Sub-Saharan Africa’s major economies are struggling.
Nigeria’s economy, the continent’s largest, expanded just 2.3% in the second quarter, compared to 3.9% a year earlier, according to the country’s National Bureau of Statistics.
Meanwhile, Africa’s second largest economy, South Africa, contracted, declining 1.3% compared to the previous quarter, raising fears that a recession may be on its way. Over in Kenya, East Africa’s No.1 economy, the Nairobi Stock Exchange (NSE) has lost about $1.5 billion in value since the beginning of the year.
African currencies have been decimated, in part a result of investors moving their funds out of emerging markets. Fears of a slowdown in the Chinese economy, plummeting commodity and oil prices, and falling demand from the US and other countries for petroleum products have all started to take their toll on the region. No wonder the World Bank revised its growth forecast for the continent down to 4.2% this year, a stark contrast to the annual average of 6.4% between 2002 and 2008.
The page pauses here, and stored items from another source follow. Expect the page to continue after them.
//! Internal prelude for commonly used crate utilities.

#[allow(unused_imports)]
pub(crate) use crate::observability::{
    log_debug as debug, log_error as error, log_info as info, log_warn as warn,
};
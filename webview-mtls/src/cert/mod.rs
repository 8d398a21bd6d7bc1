//! `Certificate` and `PrivateKey` types.
//!
//! These types wrap DER-encoded bytes and validate them at construction time.

use crate::cert::error::{CertificateError, PrivateKeyError};
use crate::cert::parsing::parse_der_encoded_bytes_as_x509_certificate;
use pkcs8::PrivateKeyInfo;
use ring::rand::SystemRandom;
use ring::signature::{self, EcdsaKeyPair, Ed25519KeyPair, KeyPair, RsaKeyPair};
use zeroize::Zeroize;

pub mod error;
pub(crate) mod parsing;

/// A single DER-encoded X.509 certificate.
///
/// Invariant: instances are always validated as parseable DER-encoded X.509.
#[derive(Debug, Clone, Eq, PartialEq)]
pub struct Certificate(Vec<u8>);

impl Certificate {
    /// Returns the certificate bytes.
    pub fn as_bytes(&self) -> &[u8] {
        &self.0
    }

    /// Returns the subject distinguished name in RFC 4514 form.
    ///
    /// # Errors
    ///
    /// Returns [`CertificateError::ParseX509Certificate`] if the bytes no longer parse,
    /// which cannot happen for a constructed `Certificate`.
    pub fn subject(&self) -> Result<String, CertificateError> {
        let x509 = parse_der_encoded_bytes_as_x509_certificate(&self.0)?;
        Ok(x509.subject().to_string())
    }

    /// Returns the `subjectPublicKey` bits of the certificate.
    pub(crate) fn public_key_bits(&self) -> Result<Vec<u8>, CertificateError> {
        let x509 = parse_der_encoded_bytes_as_x509_certificate(&self.0)?;
        Ok(x509.public_key().subject_public_key.data.to_vec())
    }
}

impl AsRef<[u8]> for Certificate {
    fn as_ref(&self) -> &[u8] {
        &self.0
    }
}

impl TryFrom<&[u8]> for Certificate {
    type Error = CertificateError;

    fn try_from(der_bytes: &[u8]) -> Result<Self, Self::Error> {
        Self::try_from(der_bytes.to_vec())
    }
}

impl TryFrom<Vec<u8>> for Certificate {
    type Error = CertificateError;

    fn try_from(der_bytes: Vec<u8>) -> Result<Self, Self::Error> {
        parse_der_encoded_bytes_as_x509_certificate(&der_bytes)?;
        Ok(Self(der_bytes))
    }
}

/// A DER-encoded private key in PKCS#8 format.
///
/// Invariant: instances are always validated as parseable PKCS#8.
///
/// This type is zeroized on drop and is deliberately not `Clone`: the loaded
/// key has a single owner, the cached [`Credential`](crate::Credential).
#[derive(Eq, PartialEq, Zeroize)]
#[zeroize(drop)]
pub struct PrivateKey(Vec<u8>);

impl PrivateKey {
    /// Returns the private key bytes.
    pub fn as_bytes(&self) -> &[u8] {
        &self.0
    }

    /// Whether `cert` carries the public half of this key.
    ///
    /// # Errors
    ///
    /// Returns [`PrivateKeyError::UnsupportedAlgorithm`] for keys other than
    /// ECDSA P-256/P-384, Ed25519 and RSA.
    pub fn matches(&self, cert: &Certificate) -> Result<bool, PrivateKeyError> {
        let public_key = self.public_key()?;
        Ok(cert
            .public_key_bits()
            .is_ok_and(|bits| bits == public_key))
    }

    // Encoded as the certificate's `subjectPublicKey`: an uncompressed point
    // for ECDSA, the raw key for Ed25519, `RSAPublicKey` DER for RSA.
    fn public_key(&self) -> Result<Vec<u8>, PrivateKeyError> {
        let rng = SystemRandom::new();
        for alg in [
            &signature::ECDSA_P256_SHA256_ASN1_SIGNING,
            &signature::ECDSA_P384_SHA384_ASN1_SIGNING,
        ] {
            if let Ok(pair) = EcdsaKeyPair::from_pkcs8(alg, &self.0, &rng) {
                return Ok(pair.public_key().as_ref().to_vec());
            }
        }
        if let Ok(pair) = Ed25519KeyPair::from_pkcs8_maybe_unchecked(&self.0) {
            return Ok(pair.public_key().as_ref().to_vec());
        }
        if let Ok(pair) = RsaKeyPair::from_pkcs8(&self.0) {
            return Ok(pair.public_key().as_ref().to_vec());
        }

        let oid = PrivateKeyInfo::try_from(self.0.as_slice())
            .map(|info| info.algorithm.oid.to_string())
            .map_err(PrivateKeyError::DecodePkcs8)?;
        Err(PrivateKeyError::UnsupportedAlgorithm(oid))
    }
}

impl AsRef<[u8]> for PrivateKey {
    fn as_ref(&self) -> &[u8] {
        &self.0
    }
}

impl TryFrom<Vec<u8>> for PrivateKey {
    type Error = PrivateKeyError;

    fn try_from(mut bytes: Vec<u8>) -> Result<Self, Self::Error> {
        if let Err(e) = PrivateKeyInfo::try_from(bytes.as_slice()) {
            bytes.zeroize();
            return Err(PrivateKeyError::DecodePkcs8(e));
        }
        Ok(Self(bytes))
    }
}

impl TryFrom<&[u8]> for PrivateKey {
    type Error = PrivateKeyError;

    fn try_from(bytes: &[u8]) -> Result<Self, Self::Error> {
        Self::try_from(bytes.to_vec())
    }
}

impl std::fmt::Debug for PrivateKey {
    fn fmt(&self, f: &mut std::fmt::Formatter<'_>) -> std::fmt::Result {
        f.debug_struct("PrivateKey")
            .field("len", &self.0.len())
            .finish()
    }
}

#[cfg(test)]
mod tests {
    use super::*;
    use openssl::asn1::Asn1Time;
    use openssl::ec::{EcGroup, EcKey};
    use openssl::hash::MessageDigest;
    use openssl::nid::Nid;
    use openssl::pkey::{PKey, Private};
    use openssl::x509::{X509NameBuilder, X509};

    #[test]
    fn certificate_rejects_garbage() {
        let err = Certificate::try_from(&b"not a certificate"[..]).unwrap_err();
        assert!(matches!(err, CertificateError::ParseX509Certificate(_)));
    }

    #[test]
    fn private_key_rejects_garbage() {
        let err = PrivateKey::try_from(vec![0x30, 0x03, 0x02, 0x01]).unwrap_err();
        assert!(matches!(err, PrivateKeyError::DecodePkcs8(_)));
    }

    #[test]
    fn certificate_rejects_empty_input() {
        assert!(Certificate::try_from(Vec::new()).is_err());
    }

    fn ec_key() -> PKey<Private> {
        let group = EcGroup::from_curve_name(Nid::X9_62_PRIME256V1).unwrap();
        PKey::from_ec_key(EcKey::generate(&group).unwrap()).unwrap()
    }

    fn self_signed(key: &PKey<Private>) -> Certificate {
        let mut name = X509NameBuilder::new().unwrap();
        name.append_entry_by_text("CN", "pairing").unwrap();
        let name = name.build();

        let mut builder = X509::builder().unwrap();
        builder.set_version(2).unwrap();
        builder.set_subject_name(&name).unwrap();
        builder.set_issuer_name(&name).unwrap();
        builder.set_pubkey(key).unwrap();
        builder
            .set_not_before(&Asn1Time::days_from_now(0).unwrap())
            .unwrap();
        builder
            .set_not_after(&Asn1Time::days_from_now(1).unwrap())
            .unwrap();
        builder.sign(key, MessageDigest::sha256()).unwrap();
        Certificate::try_from(builder.build().to_der().unwrap()).unwrap()
    }

    fn pkcs8(key: &PKey<Private>) -> PrivateKey {
        PrivateKey::try_from(key.private_key_to_pkcs8().unwrap()).unwrap()
    }

    #[test]
    fn key_matches_its_own_certificate_only() {
        let key = ec_key();
        let other = ec_key();
        let cert = self_signed(&key);

        assert!(pkcs8(&key).matches(&cert).unwrap());
        assert!(!pkcs8(&other).matches(&cert).unwrap());
    }

    #[test]
    fn ed25519_key_pairs_with_its_certificate() {
        let key = PKey::generate_ed25519().unwrap();
        let mut name = X509NameBuilder::new().unwrap();
        name.append_entry_by_text("CN", "ed25519").unwrap();
        let name = name.build();
        let mut builder = X509::builder().unwrap();
        builder.set_version(2).unwrap();
        builder.set_subject_name(&name).unwrap();
        builder.set_issuer_name(&name).unwrap();
        builder.set_pubkey(&key).unwrap();
        builder
            .set_not_before(&Asn1Time::days_from_now(0).unwrap())
            .unwrap();
        builder
            .set_not_after(&Asn1Time::days_from_now(1).unwrap())
            .unwrap();
        builder.sign(&key, MessageDigest::null()).unwrap();
        let cert = Certificate::try_from(builder.build().to_der().unwrap()).unwrap();

        assert!(pkcs8(&key).matches(&cert).unwrap());
        assert!(!pkcs8(&ec_key()).matches(&cert).unwrap());
    }

    #[test]
    fn unsupported_key_algorithm_is_reported() {
        let dsa = PKey::from_dsa(openssl::dsa::Dsa::generate(2048).unwrap()).unwrap();
        let cert = self_signed(&ec_key());

        let err = pkcs8(&dsa).matches(&cert).unwrap_err();
        assert!(matches!(err, PrivateKeyError::UnsupportedAlgorithm(_)));
    }
}
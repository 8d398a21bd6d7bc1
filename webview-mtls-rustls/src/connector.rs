use crate::crypto::default_provider;
use crate::error::{Error, Result};
use crate::material::certified_key_from_credential;
use crate::observability::{debug, warn};
use crate::resolve::CredentialResolver;
use rustls::client::WantsClientCert;
use rustls::{ClientConfig, ConfigBuilder, RootCertStore};
use std::sync::{Arc, OnceLock};
use webview_mtls::{CertificateRequest, Credential, Decision, DecisionEngine};

/// The client configuration a handshake should use.
#[derive(Debug, Clone)]
pub enum HandshakeConfig {
    /// No client certificate: the engine abstained for this host.
    Anonymous(Arc<ClientConfig>),
    /// Presents the loaded client credential.
    Authenticated(Arc<ClientConfig>),
}

impl HandshakeConfig {
    /// The rustls configuration to connect with.
    pub fn client_config(&self) -> &Arc<ClientConfig> {
        match self {
            Self::Anonymous(cfg) | Self::Authenticated(cfg) => cfg,
        }
    }

    /// Whether the configuration presents a client certificate.
    pub fn is_authenticated(&self) -> bool {
        matches!(self, Self::Authenticated(_))
    }
}

/// Applies [`DecisionEngine`] outcomes to rustls client handshakes.
///
/// # Examples
///
/// ```no_run
/// use rustls::RootCertStore;
/// use std::sync::Arc;
/// use webview_mtls::{CertificateRequest, CredentialStore, DecisionEngine, DirAssets, MtlsConfig, Pkcs12Parser};
/// use webview_mtls_rustls::HandshakeConnector;
///
/// # fn example(roots: RootCertStore) -> Result<(), Box<dyn std::error::Error>> {
/// let config = Arc::new(MtlsConfig::from_env()?);
/// let store = Arc::new(CredentialStore::new(Arc::clone(&config), DirAssets::new("assets"), Pkcs12Parser));
/// let engine = Arc::new(DecisionEngine::builder(config, store).build());
///
/// let connector = HandshakeConnector::new(engine, roots).with_alpn_protocols(["h2", "http/1.1"]);
/// let handshake = connector.config_for(&CertificateRequest::new("term.example", 443))?;
/// let _client_config = handshake.client_config();
/// # Ok(())
/// # }
/// ```
pub struct HandshakeConnector {
    engine: Arc<DecisionEngine>,
    roots: Arc<RootCertStore>,
    alpn_protocols: Vec<Vec<u8>>,
    anonymous: OnceLock<Arc<ClientConfig>>,
    authenticated: OnceLock<Arc<ClientConfig>>,
}

impl std::fmt::Debug for HandshakeConnector {
    fn fmt(&self, f: &mut std::fmt::Formatter<'_>) -> std::fmt::Result {
        f.debug_struct("HandshakeConnector")
            .field("engine", &self.engine)
            .field("roots", &self.roots.len())
            .field("alpn_protocols", &self.alpn_protocols)
            .field("anonymous", &self.anonymous.get().is_some())
            .field("authenticated", &self.authenticated.get().is_some())
            .finish()
    }
}

impl HandshakeConnector {
    /// Creates a connector that verifies servers against `roots`.
    pub fn new(engine: Arc<DecisionEngine>, roots: impl Into<Arc<RootCertStore>>) -> Self {
        Self {
            engine,
            roots: roots.into(),
            alpn_protocols: Vec::new(),
            anonymous: OnceLock::new(),
            authenticated: OnceLock::new(),
        }
    }

    /// Sets the ALPN protocols advertised by every configuration, most
    /// preferred first.
    #[must_use]
    pub fn with_alpn_protocols<I, P>(mut self, protocols: I) -> Self
    where
        I: IntoIterator<Item = P>,
        P: AsRef<[u8]>,
    {
        self.alpn_protocols = protocols.into_iter().map(|p| p.as_ref().to_vec()).collect();
        self
    }

    /// Returns the configuration for a handshake answering `request`.
    ///
    /// # Errors
    ///
    /// - [`Error::HandshakeCancelled`] if the engine cancels: do not connect.
    /// - [`Error::CertifiedKey`] / [`Error::Rustls`] if the configuration
    ///   cannot be built.
    pub fn config_for(&self, request: &CertificateRequest) -> Result<HandshakeConfig> {
        match self.engine.decide(request) {
            Decision::Ignore(reason) => {
                debug!("anonymous handshake for {:?}: {reason:?}", request.host());
                self.anonymous().map(HandshakeConfig::Anonymous)
            }
            Decision::Proceed(credential) => self
                .authenticated(&credential)
                .map(HandshakeConfig::Authenticated),
            Decision::Cancel(e) => {
                warn!("refusing handshake with {:?}: {e}", request.host());
                Err(Error::HandshakeCancelled(e))
            }
        }
    }

    fn anonymous(&self) -> Result<Arc<ClientConfig>> {
        if let Some(cfg) = self.anonymous.get() {
            return Ok(Arc::clone(cfg));
        }
        let cfg = self.finish(self.builder()?.with_no_client_auth());
        Ok(Arc::clone(self.anonymous.get_or_init(|| cfg)))
    }

    // The store hands out one credential for its whole lifetime, so the
    // authenticated configuration only has to be built once.
    fn authenticated(&self, credential: &Credential) -> Result<Arc<ClientConfig>> {
        if let Some(cfg) = self.authenticated.get() {
            return Ok(Arc::clone(cfg));
        }
        let resolver = CredentialResolver::new(certified_key_from_credential(credential)?);
        let cfg = self.finish(self.builder()?.with_client_cert_resolver(Arc::new(resolver)));
        Ok(Arc::clone(self.authenticated.get_or_init(|| cfg)))
    }

    fn builder(&self) -> Result<ConfigBuilder<ClientConfig, WantsClientCert>> {
        Ok(ClientConfig::builder_with_provider(default_provider()?)
            .with_safe_default_protocol_versions()?
            .with_root_certificates(Arc::clone(&self.roots)))
    }

    fn finish(&self, mut cfg: ClientConfig) -> Arc<ClientConfig> {
        cfg.alpn_protocols.clone_from(&self.alpn_protocols);
        Arc::new(cfg)
    }
}
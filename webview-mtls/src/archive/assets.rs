use super::AssetSource;
use std::collections::HashMap;
use std::fs::File;
use std::io::{self, Cursor, Read};
use std::path::{Component, Path, PathBuf};
use std::sync::Arc;

/// Resolves resource names against a directory, the way an application's
/// bundled assets are addressed.
///
/// Names are relative paths. Absolute paths and `..` components are rejected so
/// a resource name cannot escape the asset root.
#[derive(Debug, Clone)]
pub struct DirAssets {
    root: PathBuf,
}

impl DirAssets {
    /// Creates an asset source rooted at `root`.
    pub fn new(root: impl Into<PathBuf>) -> Self {
        Self { root: root.into() }
    }

    /// The asset root directory.
    pub fn root(&self) -> &Path {
        &self.root
    }

    fn resolve(&self, name: &str) -> io::Result<PathBuf> {
        let relative = Path::new(name);
        let contained = relative
            .components()
            .all(|c| matches!(c, Component::Normal(_) | Component::CurDir));
        if !contained {
            return Err(io::Error::new(
                io::ErrorKind::InvalidInput,
                format!("asset name '{name}' must be a relative path inside the asset root"),
            ));
        }
        Ok(self.root.join(relative))
    }
}

impl AssetSource for DirAssets {
    fn open(&self, name: &str) -> io::Result<Box<dyn Read + Send>> {
        let path = self.resolve(name)?;
        Ok(Box::new(File::open(path)?))
    }
}

/// Named in-memory blobs, for archives embedded in the binary (`include_bytes!`)
/// or fetched by the host before handshakes begin.
#[derive(Debug, Clone, Default)]
pub struct MemoryAssets {
    blobs: HashMap<String, Arc<[u8]>>,
}

impl MemoryAssets {
    /// Creates an empty asset set.
    pub fn new() -> Self {
        Self::default()
    }

    /// Adds (or replaces) the blob served under `name`.
    #[must_use]
    pub fn with(mut self, name: impl Into<String>, bytes: impl Into<Arc<[u8]>>) -> Self {
        self.blobs.insert(name.into(), bytes.into());
        self
    }
}

impl AssetSource for MemoryAssets {
    fn open(&self, name: &str) -> io::Result<Box<dyn Read + Send>> {
        let blob = self.blobs.get(name).ok_or_else(|| {
            io::Error::new(io::ErrorKind::NotFound, format!("no asset named '{name}'"))
        })?;
        Ok(Box::new(Cursor::new(Arc::clone(blob))))
    }
}
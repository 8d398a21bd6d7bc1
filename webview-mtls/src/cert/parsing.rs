//! Internal parsing helpers.

use crate::cert::error::CertificateError;
use x509_parser::certificate::X509Certificate;
use x509_parser::error::X509Error;
use x509_parser::nom::Err;

/// Maximum number of certificates accepted in a client certificate chain.
///
/// Real chains are leaf + one or two intermediates; anything longer than this
/// is treated as a malformed archive.
pub(crate) const MAX_CERT_CHAIN_LENGTH: usize = 16;

/// Parses the given DER-encoded bytes as a single X.509 certificate.
///
/// Trailing bytes are rejected so that a chain entry cannot smuggle a second
/// certificate.
pub(crate) fn parse_der_encoded_bytes_as_x509_certificate(
    der_bytes: &[u8],
) -> Result<X509Certificate<'_>, CertificateError> {
    match x509_parser::parse_x509_certificate(der_bytes) {
        Ok((rest, _)) if !rest.is_empty() => Err(CertificateError::TrailingData(rest.len())),
        Ok((_, cert)) => Ok(cert),
        Err(Err::Incomplete(_)) => Err(CertificateError::ParseX509Certificate(
            X509Error::InvalidCertificate,
        )),
        Err(Err::Error(e) | Err::Failure(e)) => Err(CertificateError::ParseX509Certificate(e)),
    }
}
So has Africa’s rise finally hit its ceiling? “History suggests that any slowing in global growth is followed with some lag in Africa—reflecting its traditional commodity dependence,” Razia Khan, chief economist, Africa, at Standard Chartered Bank tells Quartz.
Nigeria, one of the world’s largest oil producers, has been hit hard by the fall in oil prices. At the same time, uncertainty surrounding elections earlier this year did not help. “Increased frequency of fuel shortages ahead of the political transition,” Khan says, have contributed to the slowdown. GDP in the non-oil economy decelerated to 3.5% year-on-year in quarter two versus 5.6% in the first quarter, according to Khan.
For some analysts, these struggles are evidence resource-rich African countries have not diversified enough. “Every major economy in Africa that did well out of the extractive industries over the past decade has failed to industrialize,” Ricardo Soares de Oliveira, an expert on African politics at Oxford University, told Reuters.
In South Africa, the region’s most industrialized economy, commodities still account for as much as 57% of exports. Elsewhere on the continent, there are continued problems of poor transport links, unreliable electricity, corruption and inefficient government bureaucracy. Local manufacturing industries are still week, with most African nations importing more than they export.
“A good chunk of the Africa Rising phenomenon was driven by strong commodity prices due to China and other Asian demand,” Aidan Eyakuze, an economist and executive director of Twaweza, a civil society organization in east Africa, tells Quartz. But this clearly was not going to last forever, according to Eyakuze. “The result is that forward-looking analysts are correcting growth forecasts to take this into account.”
It may not be time to panic yet. “Remember we are still growing positively, but at a slower rate,” Eyakuze says. “If Africa was a stock market index, what we are seeing is a price correction not a rout.”